Information Block Start
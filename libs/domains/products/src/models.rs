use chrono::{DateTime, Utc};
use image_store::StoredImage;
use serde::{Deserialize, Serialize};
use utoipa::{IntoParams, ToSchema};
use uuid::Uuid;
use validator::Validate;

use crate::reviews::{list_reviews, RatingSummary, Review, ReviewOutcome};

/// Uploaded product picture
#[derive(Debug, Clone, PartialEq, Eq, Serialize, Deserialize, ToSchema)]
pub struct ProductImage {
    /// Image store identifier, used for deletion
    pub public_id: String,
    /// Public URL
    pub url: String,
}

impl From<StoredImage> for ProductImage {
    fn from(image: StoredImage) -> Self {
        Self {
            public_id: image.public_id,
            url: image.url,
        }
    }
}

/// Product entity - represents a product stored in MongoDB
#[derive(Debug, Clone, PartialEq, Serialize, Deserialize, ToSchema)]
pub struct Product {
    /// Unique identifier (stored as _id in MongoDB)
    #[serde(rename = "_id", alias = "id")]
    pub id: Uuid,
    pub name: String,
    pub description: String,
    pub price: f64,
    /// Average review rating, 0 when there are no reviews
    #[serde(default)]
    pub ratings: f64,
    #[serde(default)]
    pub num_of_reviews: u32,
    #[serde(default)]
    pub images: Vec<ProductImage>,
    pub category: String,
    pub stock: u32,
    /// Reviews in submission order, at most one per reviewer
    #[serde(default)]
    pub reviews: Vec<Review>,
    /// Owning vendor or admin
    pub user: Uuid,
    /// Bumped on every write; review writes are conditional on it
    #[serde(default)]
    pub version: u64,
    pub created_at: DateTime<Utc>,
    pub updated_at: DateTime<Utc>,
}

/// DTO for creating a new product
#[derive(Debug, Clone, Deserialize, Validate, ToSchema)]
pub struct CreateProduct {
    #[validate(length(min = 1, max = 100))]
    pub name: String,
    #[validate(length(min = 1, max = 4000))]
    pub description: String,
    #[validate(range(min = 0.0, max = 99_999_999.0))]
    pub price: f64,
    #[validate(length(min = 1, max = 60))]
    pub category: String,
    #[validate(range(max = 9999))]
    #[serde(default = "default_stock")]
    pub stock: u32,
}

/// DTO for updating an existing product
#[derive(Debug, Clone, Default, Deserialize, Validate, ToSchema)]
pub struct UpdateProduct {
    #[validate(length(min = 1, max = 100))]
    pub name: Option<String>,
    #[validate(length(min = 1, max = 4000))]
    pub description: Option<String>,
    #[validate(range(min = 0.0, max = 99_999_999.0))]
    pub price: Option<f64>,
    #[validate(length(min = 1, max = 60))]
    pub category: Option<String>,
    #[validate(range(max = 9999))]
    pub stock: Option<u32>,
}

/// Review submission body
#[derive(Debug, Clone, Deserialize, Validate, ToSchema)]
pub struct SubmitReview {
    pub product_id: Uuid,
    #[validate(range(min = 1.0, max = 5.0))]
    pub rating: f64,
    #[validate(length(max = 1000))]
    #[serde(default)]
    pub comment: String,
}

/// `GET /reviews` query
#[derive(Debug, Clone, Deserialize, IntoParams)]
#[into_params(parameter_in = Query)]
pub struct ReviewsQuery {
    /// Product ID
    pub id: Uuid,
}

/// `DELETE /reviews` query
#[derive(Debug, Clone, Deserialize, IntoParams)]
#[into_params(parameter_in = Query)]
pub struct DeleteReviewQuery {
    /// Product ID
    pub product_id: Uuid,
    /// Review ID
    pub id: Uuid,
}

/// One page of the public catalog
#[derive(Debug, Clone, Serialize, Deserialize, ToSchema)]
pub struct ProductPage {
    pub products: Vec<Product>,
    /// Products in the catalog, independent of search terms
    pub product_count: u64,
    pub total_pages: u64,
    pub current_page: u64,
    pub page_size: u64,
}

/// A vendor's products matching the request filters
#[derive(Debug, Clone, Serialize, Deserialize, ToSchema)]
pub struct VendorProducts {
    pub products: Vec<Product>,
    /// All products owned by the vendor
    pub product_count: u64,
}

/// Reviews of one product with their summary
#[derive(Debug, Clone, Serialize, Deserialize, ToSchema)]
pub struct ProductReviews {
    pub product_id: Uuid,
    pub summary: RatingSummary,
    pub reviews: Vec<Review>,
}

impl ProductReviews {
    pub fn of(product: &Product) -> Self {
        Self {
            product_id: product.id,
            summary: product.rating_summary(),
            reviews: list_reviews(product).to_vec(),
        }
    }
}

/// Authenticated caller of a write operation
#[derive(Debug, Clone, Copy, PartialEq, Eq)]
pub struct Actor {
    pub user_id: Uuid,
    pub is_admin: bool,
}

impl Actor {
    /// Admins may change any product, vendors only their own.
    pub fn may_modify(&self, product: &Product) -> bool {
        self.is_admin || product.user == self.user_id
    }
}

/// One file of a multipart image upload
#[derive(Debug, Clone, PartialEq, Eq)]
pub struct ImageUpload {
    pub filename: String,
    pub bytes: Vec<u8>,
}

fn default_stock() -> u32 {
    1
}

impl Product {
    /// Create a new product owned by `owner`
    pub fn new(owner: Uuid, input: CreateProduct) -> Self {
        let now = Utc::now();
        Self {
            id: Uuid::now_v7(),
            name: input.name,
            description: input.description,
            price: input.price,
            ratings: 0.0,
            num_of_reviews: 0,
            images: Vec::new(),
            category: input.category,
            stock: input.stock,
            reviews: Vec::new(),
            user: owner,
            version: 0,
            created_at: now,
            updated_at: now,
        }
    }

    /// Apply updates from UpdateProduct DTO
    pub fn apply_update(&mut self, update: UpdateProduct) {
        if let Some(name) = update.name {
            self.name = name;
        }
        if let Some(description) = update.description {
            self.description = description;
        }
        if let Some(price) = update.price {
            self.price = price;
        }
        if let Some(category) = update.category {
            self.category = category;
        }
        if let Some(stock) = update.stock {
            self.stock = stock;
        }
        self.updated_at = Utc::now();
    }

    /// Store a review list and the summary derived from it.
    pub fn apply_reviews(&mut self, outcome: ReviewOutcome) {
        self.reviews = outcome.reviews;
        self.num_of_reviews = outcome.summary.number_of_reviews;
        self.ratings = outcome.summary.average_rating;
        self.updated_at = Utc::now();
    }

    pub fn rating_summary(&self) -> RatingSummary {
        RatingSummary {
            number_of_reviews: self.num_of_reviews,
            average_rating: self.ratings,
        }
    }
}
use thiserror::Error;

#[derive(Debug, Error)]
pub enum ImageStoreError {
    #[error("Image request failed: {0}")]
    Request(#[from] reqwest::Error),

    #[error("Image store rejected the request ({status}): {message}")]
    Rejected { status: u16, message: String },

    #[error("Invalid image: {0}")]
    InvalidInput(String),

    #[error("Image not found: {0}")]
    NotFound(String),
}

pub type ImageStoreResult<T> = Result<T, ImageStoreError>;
Information Block End
= Task description =
Each line of the records above must be copied exactly.

= Answer to the problem =
filename libs/domains/products/src/models.rs
use chrono::{DateTime, Utc};
use image_store::StoredImage;
use serde::{Deserialize, Serialize};
use utoipa::{IntoParams, ToSchema};
use uuid::Uuid;
use validator::Validate;

use crate::reviews::{list_reviews, RatingSummary, Review, ReviewOutcome};

/// Uploaded product picture
#[derive(Debug, Clone, PartialEq, Eq, Serialize, Deserialize, ToSchema)]
pub struct ProductImage {
    /// Image store identifier, used for deletion
    pub public_id: String,
    /// Public URL
    pub url: String,
}

impl From<StoredImage> for ProductImage {
    fn from(image: StoredImage) -> Self {
        Self {
            public_id: image.public_id,
            url: image.url,
        }
    }
}

/// Product entity - represents a product stored in MongoDB
#[derive(Debug, Clone, PartialEq, Serialize, Deserialize, ToSchema)]
pub struct Product {
    /// Unique identifier (stored as _id in MongoDB)
    #[serde(rename = "_id", alias = "id")]
    pub id: Uuid,
    pub name: String,
    pub description: String,
    pub price: f64,
    /// Average review rating, 0 when there are no reviews
    #[serde(default)]
    pub ratings: f64,
    #[serde(default)]
    pub num_of_reviews: u32,
    #[serde(default)]
    pub images: Vec<ProductImage>,
    pub category: String,
    pub stock: u32,
    /// Reviews in submission order, at most one per reviewer
    #[serde(default)]
    pub reviews: Vec<Review>,
    /// Owning vendor or admin
    pub user: Uuid,
    /// Bumped on every write; review writes are conditional on it
    #[serde(default)]
    pub version: u64,
    pub created_at: DateTime<Utc>,
    pub updated_at: DateTime<Utc>,
}

/// DTO for creating a new product
#[derive(Debug, Clone, Deserialize, Validate, ToSchema)]
pub struct CreateProduct {
    #[validate(length(min = 1, max = 100))]
    pub name: String,
    #[validate(length(min = 1, max = 4000))]
    pub description: String,
    #[validate(range(min = 0.0, max = 99_999_999.0))]
    pub price: f64,
    #[validate(length(min = 1, max = 60))]
    pub category: String,
    #[validate(range(max = 9999))]
    #[serde(default = "default_stock")]
    pub stock: u32,
}

/// DTO for updating an existing product
#[derive(Debug, Clone, Default, Deserialize, Validate, ToSchema)]
pub struct UpdateProduct {
    #[validate(length(min = 1, max = 100))]
    pub name: Option<String>,
    #[validate(length(min = 1, max = 4000))]
    pub description: Option<String>,
    #[validate(range(min = 0.0, max = 99_999_999.0))]
    pub price: Option<f64>,
    #[validate(length(min = 1, max = 60))]
    pub category: Option<String>,
    #[validate(range(max = 9999))]
    pub stock: Option<u32>,
}

/// Review submission body
#[derive(Debug, Clone, Deserialize, Validate, ToSchema)]
pub struct SubmitReview {
    pub product_id: Uuid,
    #[validate(range(min = 1.0, max = 5.0))]
    pub rating: f64,
    #[validate(length(max = 1000))]
    #[serde(default)]
    pub comment: String,
}

/// `GET /reviews` query
#[derive(Debug, Clone, Deserialize, IntoParams)]
#[into_params(parameter_in = Query)]
pub struct ReviewsQuery {
    /// Product ID
    pub id: Uuid,
}

/// `DELETE /reviews` query
#[derive(Debug, Clone, Deserialize, IntoParams)]
#[into_params(parameter_in = Query)]
pub struct DeleteReviewQuery {
    /// Product ID
    pub product_id: Uuid,
    /// Review ID
    pub id: Uuid,
}

/// One page of the public catalog
#[derive(Debug, Clone, Serialize, Deserialize, ToSchema)]
pub struct ProductPage {
    pub products: Vec<Product>,
    /// Products in the catalog, independent of search terms
    pub product_count: u64,
    pub total_pages: u64,
    pub current_page: u64,
    pub page_size: u64,
}

/// A vendor's products matching the request filters
#[derive(Debug, Clone, Serialize, Deserialize, ToSchema)]
pub struct VendorProducts {
    pub products: Vec<Product>,
    /// All products owned by the vendor
    pub product_count: u64,
}

/// Reviews of one product with their summary
#[derive(Debug, Clone, Serialize, Deserialize, ToSchema)]
pub struct ProductReviews {
    pub product_id: Uuid,
    pub summary: RatingSummary,
    pub reviews: Vec<Review>,
}

impl ProductReviews {
    pub fn of(product: &Product) -> Self {
        Self {
            product_id: product.id,
            summary: product.rating_summary(),
            reviews: list_reviews(product).to_vec(),
        }
    }
}

/// Authenticated caller of a write operation
#[derive(Debug, Clone, Copy, PartialEq, Eq)]
pub struct Actor {
    pub user_id: Uuid,
    pub is_admin: bool,
}

impl Actor {
    /// Admins may change any product, vendors only their own.
    pub fn may_modify(&self, product: &Product) -> bool {
        self.is_admin || product.user == self.user_id
    }
}

/// One file of a multipart image upload
#[derive(Debug, Clone, PartialEq, Eq)]
pub struct ImageUpload {
    pub filename: String,
    pub bytes: Vec<u8>,
}

fn default_stock() -> u32 {
    1
}

impl Product {
    /// Create a new product owned by `owner`
    pub fn new(owner: Uuid, input: CreateProduct) -> Self {
        let now = Utc::now();
        Self {
            id: Uuid::now_v7(),
            name: input.name,
            description: input.description,
            price: input.price,
            ratings: 0.0,
            num_of_reviews: 0,
            images: Vec::new(),
            category: input.category,
            stock: input.stock,
            reviews: Vec::new(),
            user: owner,
            version: 0,
            created_at: now,
            updated_at: now,
        }
    }

    /// Apply updates from UpdateProduct DTO
    pub fn apply_update(&mut self, update: UpdateProduct) {
        if let Some(name) = update.name {
            self.name = name;
        }
        if let Some(description) = update.description {
            self.description = description;
        }
        if let Some(price) = update.price {
            self.price = price;
        }
        if let Some(category) = update.category {
            self.category = category;
        }
        if let Some(stock) = update.stock {
            self.stock = stock;
        }
        self.updated_at = Utc::now();
    }

    /// Store a review list and the summary derived from it.
    pub fn apply_reviews(&mut self, outcome: ReviewOutcome) {
        self.reviews = outcome.reviews;
        self.num_of_reviews = outcome.summary.number_of_reviews;
        self.ratings = outcome.summary.average_rating;
        self.updated_at = Utc::now();
    }

    pub fn rating_summary(&self) -> RatingSummary {
        RatingSummary {
            number_of_reviews: self.num_of_reviews,
            average_rating: self.ratings,
        }
    }
}
use thiserror::Error;

#[derive(Debug, Error)]
pub enum ImageStoreError {
    #[error("Image request failed: {0}")]
    Request(#[from] reqwest::Error),

    #[error("Image store rejected the request ({status}): {message}")]
    Rejected { status: u16, message: String },

    #[error("Invalid image: {0}")]
    InvalidInput(String),

    #[error("Image not found: {0}")]
    NotFound(String),
}

pub type ImageStoreResult<T> = Result<T, ImageStoreError>;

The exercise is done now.